WHAT YOU WILL DO: From the entries that follow, list every line in which the string "GzEncoder" appears.

Items listed in a dataset:
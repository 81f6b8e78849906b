#![allow(dead_code)]

use anyhow::Result;
use flate2::{Compression, write::GzEncoder};
use log::warn;
use rand::Rng;
use rstest::*;
use std::io::Write;
use std::os::unix::fs::PermissionsExt;
use std::path::{Path, PathBuf};
use std::process::{Child, Command, Stdio};

const TEST_DATA_DIR: &str = "generated-test-data";

/* Stands in for proot. It reports how it was called and exits with a code
 * the tests can recognise. */
pub const STUB_PROOT: &str = "#!/bin/sh\necho \"stub proot $#: $*\"\nexit 7\n";
pub const STUB_PROOT_EXIT_CODE: i32 = 7;

const ENV_VARS: [&str; 8] = [
    "PROOTENV_LOG_LEVEL",
    "PROOTENV_DATA_DIR",
    "PROOTENV_IMAGE_URL",
    "PROOTENV_IMAGE_SHA256",
    "PROOTENV_ARCH",
    "PROOTENV_ASSETS_DIR",
    "PROOTENV_HOST_STORAGE",
    "PROOTENV_LOG_FILE",
];

pub fn rid() -> String {
    let mut rng = rand::rng();
    let rid: String = (0..10)
        .map(|_| rng.sample(rand::distr::Alphanumeric) as char)
        .collect();
    rid
}

/**
 * One isolated environment per test: its own data dir, assets and a local
 * image archive, all under generated-test-data/.
 */
pub struct EnvManager {
    pub name: String,
    pub dir: PathBuf,
    pub data_dir: PathBuf,
    pub assets_dir: PathBuf,
    pub image: PathBuf,
    pub last_stdout: String,
    pub last_stderr: String,
    pub last_code: Option<i32>,
    pub debug_mode: bool,
    /* when set, only the given args are passed */
    pub no_default_options: bool,
}

impl EnvManager {
    pub fn new() -> Self {
        let name = format!("prootenv-test-{}", rid());
        let dir = std::env::current_dir()
            .expect("no current dir")
            .join(TEST_DATA_DIR)
            .join(&name);
        let data_dir = dir.join("data");
        let assets_dir = dir.join("assets");
        let image = dir.join("alpine-minirootfs.tar.gz");

        write_file(&assets_dir.join("bin/proot-aarch64"), STUB_PROOT, 0o755)
            .expect("failed to write proot asset");
        write_file(&assets_dir.join("bin/proot-arm"), STUB_PROOT, 0o755)
            .expect("failed to write proot asset");
        write_file(
            &assets_dir.join("scripts/setup-alpine.sh"),
            "#!/bin/sh\napk update\n",
            0o644,
        )
        .expect("failed to write setup script asset");
        std::fs::write(&image, minirootfs()).expect("failed to write image");
        std::fs::create_dir_all(&data_dir).expect("failed to create data dir");

        Self {
            name,
            dir,
            data_dir,
            assets_dir,
            image,
            last_stdout: String::new(),
            last_stderr: String::new(),
            last_code: None,
            debug_mode: false,
            no_default_options: false,
        }
    }

    /* When debug mode is on, the test data is kept after the test */
    #[allow(dead_code)]
    pub fn set_debug_mode(&mut self, debug_mode: bool) {
        self.debug_mode = debug_mode;
    }

    pub fn linux_dir(&self) -> PathBuf {
        self.data_dir.join("linux")
    }

    fn command(&self, args: &[&str]) -> Command {
        let mut cmd = Command::new(env!("CARGO_BIN_EXE_prootenv"));
        for var in ENV_VARS {
            cmd.env_remove(var);
        }
        if !self.no_default_options {
            cmd.arg("--no-config");
            cmd.arg(format!("--data-dir={}", self.data_dir.display()));
            cmd.arg(format!("--assets-dir={}", self.assets_dir.display()));
            cmd.arg(format!("--image-url={}", self.image.display()));
            cmd.arg(format!("--host-storage={}", self.dir.display()));
            cmd.arg("--arch=aarch64");
        }
        cmd.args(args);
        cmd.stdin(Stdio::null());
        println!(
            "Running command: {} {}",
            cmd.get_program().to_string_lossy(),
            cmd.get_args()
                .map(|c| c.to_string_lossy())
                .collect::<Vec<_>>()
                .join(" ")
        );
        cmd
    }

    /// Runs prootenv, returning its exit code
    pub fn run(&mut self, args: &[&str]) -> Result<i32> {
        let output = self.command(args).output()?;
        self.last_stdout = String::from_utf8_lossy(&output.stdout).to_string();
        self.last_stderr = String::from_utf8_lossy(&output.stderr).to_string();
        self.last_code = output.status.code();
        self.last_code.ok_or_else(|| {
            anyhow::anyhow!(
                "Command did not return a valid exit code\nstdout: {}\nstderr: {}",
                self.last_stdout,
                self.last_stderr
            )
        })
    }

    /// Starts prootenv without waiting, output is piped
    pub fn spawn(&self, args: &[&str]) -> Result<Child> {
        let mut cmd = self.command(args);
        cmd.stdout(Stdio::piped());
        cmd.stderr(Stdio::piped());
        Ok(cmd.spawn()?)
    }

    pub fn json(&mut self, args: &[&str]) -> Result<serde_json::Value> {
        let mut json_args = vec!["--json"];
        json_args.extend_from_slice(args);
        self.run(&json_args)?;
        Ok(serde_json::from_str(&self.last_stdout)?)
    }

    pub fn pass(&mut self, args: &[&str]) -> bool {
        if let Ok(0) = self.run(args) {
            return true;
        }
        println!("last_stderr: {}", self.last_stderr);
        println!("last_stdout: {}", self.last_stdout);
        false
    }

    pub fn xfail(&mut self, args: &[&str]) -> bool {
        match self.run(args) {
            Ok(0) => {
                println!("last_stderr: {}", self.last_stderr);
                println!("last_stdout: {}", self.last_stdout);
                false
            }
            _ => true,
        }
    }
}

impl Drop for EnvManager {
    fn drop(&mut self) {
        if !self.debug_mode {
            if let Err(e) = std::fs::remove_dir_all(&self.dir) {
                if e.kind() != std::io::ErrorKind::NotFound {
                    warn!("Failed to remove {} dir: {}", self.dir.display(), e);
                }
            }
        } else {
            warn!("Debug mode is on, *NOT* cleaning up {}", self.dir.display());
        }
    }
}

#[fixture]
pub fn env() -> EnvManager {
    EnvManager::new()
}

fn write_file(path: &Path, contents: &str, mode: u32) -> Result<()> {
    if let Some(parent) = path.parent() {
        std::fs::create_dir_all(parent)?;
    }
    std::fs::write(path, contents)?;
    std::fs::set_permissions(path, std::fs::Permissions::from_mode(mode))?;
    Ok(())
}

/* A tiny root filesystem in the layout of the Alpine minirootfs, with
 * busybox standing in for /bin/sh */
pub fn minirootfs() -> Vec<u8> {
    let mut tar = Vec::new();
    for dir in ["./", "./bin/", "./etc/", "./root/", "./tmp/"] {
        tar_entry(&mut tar, dir, b'5', 0o755, b"");
    }
    tar_entry(&mut tar, "./bin/busybox", b'0', 0o755, b"#!/bin/sh\n");
    tar_entry(&mut tar, "./etc/alpine-release", b'0', 0o644, b"3.20.3\n");
    tar_entry(&mut tar, "./etc/hostname", b'0', 0o644, b"localhost\n");
    tar.extend_from_slice(&[0u8; 1024]);

    let mut encoder = GzEncoder::new(Vec::new(), Compression::fast());
    encoder.write_all(&tar).expect("gzip into memory");
    encoder.finish().expect("gzip into memory")
}

fn tar_entry(tar: &mut Vec<u8>, name: &str, typeflag: u8, mode: u32, data: &[u8]) {
    let mut header = [0u8; 512];
    header[..name.len()].copy_from_slice(name.as_bytes());
    header[100..108].copy_from_slice(format!("{:07o}\0", mode).as_bytes());
    header[108..116].copy_from_slice(b"0000000\0");
    header[116..124].copy_from_slice(b"0000000\0");
    header[124..136].copy_from_slice(format!("{:011o}\0", data.len()).as_bytes());
    header[136..148].copy_from_slice(b"00000000000\0");
    header[148..156].copy_from_slice(b"        ");
    header[156] = typeflag;
    header[257..263].copy_from_slice(b"ustar\0");
    header[263..265].copy_from_slice(b"00");
    let checksum: u32 = header.iter().map(|b| *b as u32).sum();
    header[148..156].copy_from_slice(format!("{:06o}\0 ", checksum).as_bytes());

    tar.extend_from_slice(&header);
    tar.extend_from_slice(data);
    let padding = (512 - data.len() % 512) % 512;
    tar.extend(std::iter::repeat_n(0u8, padding));
}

RESULT OF THIS EXERCISE:
use flate2::{Compression, write::GzEncoder};
    let mut encoder = GzEncoder::new(Vec::new(), Compression::fast());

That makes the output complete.